The pterosaurs are joined by birds with feathers and teeth! Ichthyornis resembles a tern or gull. A flock of flightless, loon-like Hesperornis measuring six to seven feet in length have joined the fray. Occasionally, a shark or bulldog tarpon lunges at a pterosaur or bird.

Still another mosasaur species is diving to the seafloor in search of shellfish, similar to the sea otter of the future. But it won’t touch any adult giant oyster (Inoceramus), which may measure several feet in diameter. Is great weight is supported among flower-like crinoids on the seafloor by its great size, like a snowshoe.

It’s really a pretty ordinary day in the Cretaceous seas over Kansas, some 70 million years ago.

Geology & Fossils

Fans of The Wizard of Oz know there’s no place like Kansas. It’s fossils are as famous as its sunflowers and tornadoes.

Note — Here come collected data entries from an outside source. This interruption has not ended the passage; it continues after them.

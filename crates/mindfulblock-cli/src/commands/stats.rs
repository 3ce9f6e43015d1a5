use chrono::{NaiveDate, Utc};
use clap::Args;
use mindfulblock_core::Database;

use super::CliResult;

#[derive(Args)]
pub struct StatsArgs {
    /// Day to report (YYYY-MM-DD, UTC); defaults to today
    #[arg(long)]
    pub date: Option<NaiveDate>,
    #[arg(long)]
    pub json: bool,
}

pub fn run(args: StatsArgs) -> CliResult {
    let db = Database::open()?;
    let date = args.date.unwrap_or_else(|| Utc::now().date_naive());
    let summary = db.daily_stats(date)?.summary();

    if args.json {
        println!("{}", serde_json::to_string_pretty(&summary)?);
        return Ok(());
    }
    println!("{}", summary.date);
    println!("  blocked:    {}", summary.total_blocked);
    println!("  overrides:  {}", summary.total_overrides);
    println!("  time saved: {} min", summary.time_saved_minutes);
    for (domain, counts) in &summary.top_domains {
        println!("  {domain:<32} {} blocked, {} overridden", counts.blocked, counts.overridden);
    }
    Ok(())
}
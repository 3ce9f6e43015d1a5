//! Local companion endpoint for the browser extension.
//!
//! - `GET /rules`: active rules and UI language
//! - `POST /report`: `{ "type": "block" | "override", "domain" }`
//! - `GET /health`: sync/enforcement status
//!
//! Rule edits made by other `mindfulblock` invocations land in the same
//! database; a background refresh picks them up and re-applies the hosts
//! file.

use axum::{
    extract::State,
    http::StatusCode,
    routing::{get, post},
    Json, Router,
};
use chrono::{DateTime, Utc};
use clap::Args;
use mindfulblock_core::protocol::RuleList;
use mindfulblock_core::{
    Config, Database, Event, HostsFileSink, ReportEvent, RuleStore, SyncBridge, SyncStatus,
};
use serde::Serialize;
use std::sync::{Arc, Mutex, MutexGuard};
use std::time::Duration;
use tower_http::cors::{Any, CorsLayer};
use tower_http::trace::TraceLayer;
use tracing::{info, warn};

use super::{apply_settings, hosts_sink, report_events, Bridge, CliResult};

const REFRESH_INTERVAL: Duration = Duration::from_secs(5);

#[derive(Args)]
pub struct ServeArgs {
    /// Address to listen on (overrides server.bind)
    #[arg(long)]
    pub bind: Option<String>,
}

pub struct ServerState {
    config: Config,
    bridge: Bridge,
    store: RuleStore,
}

impl ServerState {
    /// Load rules and apply them once.
    pub fn start(config: Config, db: Database, sink: HostsFileSink, now: DateTime<Utc>) -> Self {
        let mut bridge = SyncBridge::new(db, sink);
        let (store, mut events) = bridge.load(now);
        events.push(bridge.apply(&store, apply_settings(&config), now));
        report_events(&events);
        Self {
            config,
            bridge,
            store,
        }
    }

    /// Swap in a newer rule set or config and re-apply when anything changed.
    pub fn refresh(&mut self, config: Config, now: DateTime<Utc>) -> Option<Event> {
        let before = apply_settings(&self.config);
        self.config = config;
        let (fresh, _) = self.bridge.load(now);
        if !self.bridge.status().is_online() {
            return None;
        }
        let rules_changed = fresh.snapshot() != self.store.snapshot();
        if rules_changed {
            self.store = fresh;
        }
        if rules_changed || before != apply_settings(&self.config) {
            info!(rules = self.store.rules().len(), "rules changed; re-applying");
            return Some(self.bridge.apply(&self.store, apply_settings(&self.config), now));
        }
        None
    }

    pub fn rule_list(&self) -> RuleList {
        RuleList::from_store(&self.store, self.config.blocking.enabled, self.config.language)
    }

    pub fn status(&self) -> &SyncStatus {
        self.bridge.status()
    }

    pub fn db(&self) -> &Database {
        self.bridge.repository()
    }

    pub fn clean(&mut self) -> mindfulblock_core::error::Result<()> {
        self.bridge.clean()
    }
}

/// Application state shared across handlers.
pub struct AppState {
    inner: Mutex<ServerState>,
}

impl AppState {
    pub fn new(state: ServerState) -> Self {
        Self {
            inner: Mutex::new(state),
        }
    }

    fn lock(&self) -> Result<MutexGuard<'_, ServerState>, StatusCode> {
        self.inner.lock().map_err(|_| StatusCode::INTERNAL_SERVER_ERROR)
    }
}

#[derive(Debug, Serialize)]
pub struct HealthResponse {
    pub status: &'static str,
    #[serde(flatten)]
    pub sync: SyncStatus,
}

/// GET /rules
pub async fn rules_handler(State(state): State<Arc<AppState>>) -> Result<Json<RuleList>, StatusCode> {
    Ok(Json(state.lock()?.rule_list()))
}

/// POST /report
pub async fn report_handler(
    State(state): State<Arc<AppState>>,
    Json(event): Json<ReportEvent>,
) -> StatusCode {
    let Ok(guard) = state.lock() else {
        return StatusCode::INTERNAL_SERVER_ERROR;
    };
    match guard.db().record_report(&event, Utc::now().date_naive()) {
        Ok(()) => StatusCode::NO_CONTENT,
        Err(e) => {
            warn!(error = %e, "rejected report");
            StatusCode::BAD_REQUEST
        }
    }
}

/// GET /health
pub async fn health_handler(State(state): State<Arc<AppState>>) -> Result<Json<HealthResponse>, StatusCode> {
    Ok(Json(HealthResponse {
        status: "ok",
        sync: state.lock()?.status().clone(),
    }))
}

pub fn router(state: Arc<AppState>) -> Router {
    Router::new()
        .route("/rules", get(rules_handler))
        .route("/report", post(report_handler))
        .route("/health", get(health_handler))
        .layer(CorsLayer::new().allow_origin(Any).allow_methods(Any).allow_headers(Any))
        .layer(TraceLayer::new_for_http())
        .with_state(state)
}

async fn refresh_loop(state: Arc<AppState>) {
    let mut ticker = tokio::time::interval(REFRESH_INTERVAL);
    ticker.tick().await;
    loop {
        ticker.tick().await;
        let config = match Config::load() {
            Ok(config) => config,
            Err(e) => {
                warn!(error = %e, "config reload failed");
                continue;
            }
        };
        if let Ok(mut guard) = state.inner.lock() {
            if let Some(event) = guard.refresh(config, Utc::now()) {
                report_events(&[event]);
            }
        }
    }
}

pub fn run(args: ServeArgs) -> CliResult {
    let config = Config::load()?;
    let bind = args.bind.unwrap_or_else(|| config.server.bind.clone());
    let clean_on_exit = config.blocking.clean_on_exit;
    let sink = hosts_sink(&config);
    let state = Arc::new(AppState::new(ServerState::start(
        config,
        Database::open()?,
        sink,
        Utc::now(),
    )));

    let runtime = tokio::runtime::Runtime::new()?;
    runtime.block_on(async {
        tokio::spawn(refresh_loop(state.clone()));

        let listener = tokio::net::TcpListener::bind(&bind).await?;
        info!("Companion endpoint listening on http://{bind}");
        println!("Listening on http://{bind} (Ctrl-C to stop)");

        axum::serve(listener, router(state.clone()))
            .with_graceful_shutdown(async {
                if let Err(e) = tokio::signal::ctrl_c().await {
                    warn!(error = %e, "failed to listen for Ctrl-C");
                }
            })
            .await?;
        Ok::<(), Box<dyn std::error::Error>>(())
    })?;

    if clean_on_exit {
        match state.inner.lock() {
            Ok(mut guard) => {
                guard.clean()?;
                println!("Hosts file cleaned");
            }
            Err(_) => warn!("state lock poisoned; hosts file left as is"),
        }
    }
    Ok(())
}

Although Kansas is one of the flattest states, it isn’t perfectly flat. It slopes downward from the northwest towards the Missouri River and the distant Gulf of Mexico. And some of the rock blankets, or formations, beneath Kansas tilt slightly downward in the opposite direction.

Looking down on perfectly flat land is like looking at a page in a book the same kinds of fossils might be found everywhere. But thanks to Kansas’ gentle slopes and erosion, fossils from various chapters of Earth’s history are exposed.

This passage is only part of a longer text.